Sharma, 31, hardly figured in last season’s Ranji Trophy. Skipper Akshay Wadkar kept the gloves and the spot, leaving Sharma to carry drinks and focus on limited-overs duties. “You only grow by playing,” he said recently during a podcast appearance. “If that chance isn’t coming at home, you have to look elsewhere.”
Baroda sounded him out soon after the IPL, helped by captain Krunal Pandya, a close friend and Royal Challengers Bengaluru team-mate. Pandya had a simple pitch, according to those in the room: “Come here, bat with freedom, and make the red ball your friend again.”

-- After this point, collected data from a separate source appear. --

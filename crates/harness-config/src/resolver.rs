//! Environment resolution for deployment parameters
//!
//! The harness reads three values once at start-up:
//! - `TAILRELAY_HOST`: host name of the relay node (default `tailrelay-dev`)
//! - `TAILNET_DOMAIN`: overlay network domain (default `my-tailnet.ts.net`)
//! - `COMPOSE_FILE`: compose file describing the test environment
//!   (default `./compose-test.yml`)
//!
//! Values are not validated beyond falling back to the default when unset or
//! empty; a bad value shows up later as a failing stage or probe.

use std::collections::HashMap;
use std::path::PathBuf;
use tracing::debug;

/// Variable holding the relay host name
pub const HOST_VAR: &str = "TAILRELAY_HOST";
/// Variable holding the overlay network domain
pub const DOMAIN_VAR: &str = "TAILNET_DOMAIN";
/// Variable holding the compose file path
pub const COMPOSE_FILE_VAR: &str = "COMPOSE_FILE";

/// Default relay host name
pub const DEFAULT_HOST: &str = "tailrelay-dev";
/// Default overlay network domain
pub const DEFAULT_DOMAIN: &str = "my-tailnet.ts.net";
/// Default compose file
pub const DEFAULT_COMPOSE_FILE: &str = "./compose-test.yml";

/// Deployment parameters, immutable once resolved
#[derive(Debug, Clone, PartialEq, Eq)]
pub struct HarnessEnv {
    /// Relay host identifier
    pub host: String,
    /// Overlay network domain
    pub domain: String,
    /// Compose file for the test environment
    pub compose_file: PathBuf,
}

impl HarnessEnv {
    /// Resolve from the process environment.
    ///
    /// A `.env` file in the working directory is loaded first. Variables that
    /// are already set in the process environment win over the file.
    pub fn from_process_env() -> Self {
        match dotenvy::dotenv() {
            Ok(path) => debug!("Loaded environment from {}", path.display()),
            Err(e) if e.not_found() => {}
            Err(e) => debug!("Ignoring unreadable .env file: {}", e),
        }

        // Only our own names are read; unrelated or non-UTF-8 variables are ignored
        let vars: HashMap<String, String> = [HOST_VAR, DOMAIN_VAR, COMPOSE_FILE_VAR]
            .into_iter()
            .filter_map(|name| match std::env::var(name) {
                Ok(value) => Some((name.to_string(), value)),
                Err(e) => {
                    if matches!(e, std::env::VarError::NotUnicode(_)) {
                        debug!("Ignoring non UTF-8 value of {}", name);
                    }
                    None
                }
            })
            .collect();
        Self::from_vars(&vars)
    }

    /// Resolve from an explicit set of variables
    pub fn from_vars(vars: &HashMap<String, String>) -> Self {
        Self {
            host: lookup(vars, HOST_VAR, DEFAULT_HOST),
            domain: lookup(vars, DOMAIN_VAR, DEFAULT_DOMAIN),
            compose_file: PathBuf::from(lookup(vars, COMPOSE_FILE_VAR, DEFAULT_COMPOSE_FILE)),
        }
    }

    /// Fully qualified name of the relay node on the overlay network
    pub fn fqdn(&self) -> String {
        format!("{}.{}", self.host, self.domain)
    }
}

impl Default for HarnessEnv {
    fn default() -> Self {
        Self::from_vars(&HashMap::new())
    }
}

fn lookup(vars: &HashMap<String, String>, name: &str, default: &str) -> String {
    match vars.get(name).map(|v| v.trim()) {
        Some(value) if !value.is_empty() => value.to_string(),
        _ => default.to_string(),
    }
}
//! End-to-end test harness for the tailrelay container.
//!
//! A run tears the compose environment down, builds and starts it, writes a
//! relay configuration onto the shared volume, probes the service from
//! inside its container and prints a report before tearing down again.
//! See [`run::RunController`] for the exact sequence.

#![warn(missing_docs)]

pub mod error;
pub mod injector;
pub mod lifecycle;
pub mod logging;
pub mod probe;
pub mod readiness;
pub mod report;
pub mod run;

pub use error::{HarnessError, Result};
pub use run::{RunController, RunReport, RunSettings};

Sharma’s first-class numbers – 18 matches, average 24.48, four fifties – do not leap off the page. His last red-ball outing was in January 2024. Yet his stock in T20 cricket keeps rising. After breaking through at Punjab Kings in 2023 and winning a T20I cap at the Asian Games, he became a central figure in RCB’s maiden IPL title run this year, smashing an unbeaten 85 in a must-win chase against Lucknow. He also deputised for injured skipper Rajat Patidar and was praised by coach Andy Flower for being “calm without going quiet”.
Baroda see an opening in the middle order and, perhaps more importantly, a chance to groom a second leader in the dressing-room. “We’ve lacked experience in clutch moments,” a senior Baroda official admitted. “Jitesh has lived those moments in the IPL.”
Swapnil Singh heads east
Sharma’s RCB colleague Swapnil Singh is also on the move, shifting from Uttarakhand to Tripura on a one-year deal. The left-arm spinner picked up 18 wickets in five Ranji games last season but went wicketless in the IPL, largely because he never left the bench. Tripura, rebuilding under former India A coach Sitanshu Kotak, sounded him out during the Tamil Nadu Premier League, where he managed three wickets and 85 runs for Chepauk Super Gillies.
“I still feel I’ve got a lot of overs left in me,” Swapnil said after signing the paperwork on Monday. “Tripura offered a defined role – bowl with the new ball, mentor the kids, and bat at six or seven. That clarity matters.”
What next?
Both transfers will be formally processed when the BCCI’s inter-state window reopens later this month. Neither Vidarbha nor Uttarakhand are expected to object. In fact, a Vidarbha selector summed up the situation with a shrug: “He wasn’t playing for us, so good luck to him.”
Sharma is expected to join Baroda’s pre-season camp in late August. Swapnil will link up with Tripura in September once the monsoon eases in Agartala.